I was asking a question because I was trying to learn more. There's no ulterior motive.


For what's it's worth, I've noticed the opposite: Aggressive (usually male) players tend to dominate the decision making, effectively creating a one or two player game from a co-op.


This is why I can't play coop games. I often have the most experience, so I know what's coming, couple that with a good sense of strategy, and I become the asshole that chases away new players. I know this about myself, so I simply excuse myself from playing games like pandemic.


The best coop games resolve the problem by giving players secret information they are disallowed from sharing with others, thus reducing the ability of one player to dominate. If you're really worried about it, increase the restriction. For example, in Pandemic, forbid players from naming more than X number of specific cards they have each turn. It'll make the game harder, but that's about all.


I just play pandemic by myself :)

It's a fantastic solitaire game.


I strongly agree. All it takes is one passive aggressive know it all to completely destroy a co-op game like pandemic.


I think this is a different strokes for different folks thing.

If there is an opportunity to learn a new board game, I usually take it over a game I've already played.

On the other hand, I know a guy who just plays a few games of Catan a week.


I find that having to internalise the rules & quickly explain them to a group really helps improves my teaching skills. Plus, since we're not always going to get everything right, we get to practice polite correction & acknowledging mistakes!

I'm fortunate that our group is extremely cluey and can pick up new games after 15 minute rules summaries.

> I don't find the new stream of games to be all that compelling. I don't get who will be picking up all of these new games.

I feel the same, certainly for the flood of KS games. There's so many great games already published!

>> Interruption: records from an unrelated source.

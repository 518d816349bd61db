//! Consumer traits and control signals.

use std::future::Future;
use std::sync::Arc;

use pagewalk_core::{BoxError, Entity};
use serde::{Deserialize, Serialize};

use crate::Page;

/// Signal returned by a consumer after handling a page or an entity.
#[derive(Debug, Clone, Copy, Default, PartialEq, Eq, Hash, Serialize, Deserialize)]
#[serde(rename_all = "snake_case")]
pub enum Flow {
    /// Keep iterating.
    #[default]
    Continue,
    /// End the iteration after the current page.
    Stop,
}

impl Flow {
    /// Returns [`Flow::Stop`] when `stop` is true.
    pub fn stop_if(stop: bool) -> Self {
        if stop { Self::Stop } else { Self::Continue }
    }

    /// Returns whether this is [`Flow::Stop`].
    pub fn is_stop(self) -> bool {
        matches!(self, Self::Stop)
    }
}

/// Outcome of a consumer call.
pub type ConsumerResult = Result<Flow, BoxError>;

/// Handles one page at a time.
///
/// Any `FnMut(Page) -> impl Future<Output = ConsumerResult>` closure implements this trait.
pub trait PageConsumer: Send {
    /// Handles a page and decides whether iteration continues.
    fn consume(&mut self, page: Page) -> impl Future<Output = ConsumerResult> + Send;
}

impl<F, Fut> PageConsumer for F
where
    F: FnMut(Page) -> Fut + Send,
    Fut: Future<Output = ConsumerResult> + Send,
{
    fn consume(&mut self, page: Page) -> impl Future<Output = ConsumerResult> + Send {
        self(page)
    }
}

/// Handles one entity; invoked concurrently for all entities of a page.
///
/// The entity is shared with the error handler, hence the [`Arc`].
/// Any `Fn(Arc<Entity>) -> impl Future<Output = ConsumerResult>` closure
/// implements this trait.
pub trait EntityConsumer: Send + Sync {
    /// Handles an entity and decides whether iteration continues.
    fn consume(&self, entity: Arc<Entity>) -> impl Future<Output = ConsumerResult> + Send;
}

impl<F, Fut> EntityConsumer for F
where
    F: Fn(Arc<Entity>) -> Fut + Send + Sync,
    Fut: Future<Output = ConsumerResult> + Send,
{
    fn consume(&self, entity: Arc<Entity>) -> impl Future<Output = ConsumerResult> + Send {
        self(entity)
    }
}

/// Decision taken by an [`ErrorHandler`] for a failed entity.
#[derive(Debug, Clone, Copy, PartialEq, Eq, Hash, Serialize, Deserialize)]
#[serde(rename_all = "snake_case")]
pub enum ErrorDecision {
    /// Treat the entity as handled and keep iterating.
    Continue,
    /// Propagate the error and fail the iteration.
    Abort,
}

/// Decides what happens when an entity consumer fails.
///
/// Any `Fn(&BoxError, &Entity) -> ErrorDecision` closure implements this trait.
pub trait ErrorHandler: Send + Sync {
    /// Inspects the failure of `entity` and returns a decision.
    fn handle(&self, error: &BoxError, entity: &Entity) -> ErrorDecision;
}

impl<F> ErrorHandler for F
where
    F: Fn(&BoxError, &Entity) -> ErrorDecision + Send + Sync,
{
    fn handle(&self, error: &BoxError, entity: &Entity) -> ErrorDecision {
        self(error, entity)
    }
}

/// Handler that aborts on the first entity failure.
#[derive(Debug, Clone, Copy, Default)]
pub struct FailFast;

impl ErrorHandler for FailFast {
    fn handle(&self, _error: &BoxError, _entity: &Entity) -> ErrorDecision {
        ErrorDecision::Abort
    }
}

#[cfg(test)]
mod tests {
    use super::*;

    #[test]
    fn stop_if_maps_booleans() {
        assert_eq!(Flow::stop_if(true), Flow::Stop);
        assert_eq!(Flow::stop_if(false), Flow::Continue);
        assert!(Flow::Stop.is_stop());
        assert!(!Flow::default().is_stop());
    }
}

As per another comment I made here, people develop a tolerance or even appetite for complexity. I've actually played some games hundreds of times and still found nuances in the strategies. Simpler games tend to be "solved" much more quickly.

What's more, absorbing and internalizing new games is a skill and you tend to start recognizing game mechanics from other games.

Lastly, I wouldn't put any of the games on this list in the "heavy" category.


> However, on the other hand... I don't find the new stream of games to be all that compelling. I don't get who will be picking up all of these new games.

There's (presumably) always new gamers to market to that are just starting their collection. If you did boardgaming x years ago you might not have settled on the games you have. I assume most enthusiasts go through the same cycle (with exceptions for collectors or whatnot).


Maybe the games I play are a fingerprint which indicates when I started board gaming. :)


Sounds like you've got a great thing going there!

Maybe we're more picky, but my game group typically does a new game every month. We find that a lot just aren't fun to play (in spite of reviews, etc.)

We do go back and play old ones, and reading through the rules again goes faster the second, and so on, times.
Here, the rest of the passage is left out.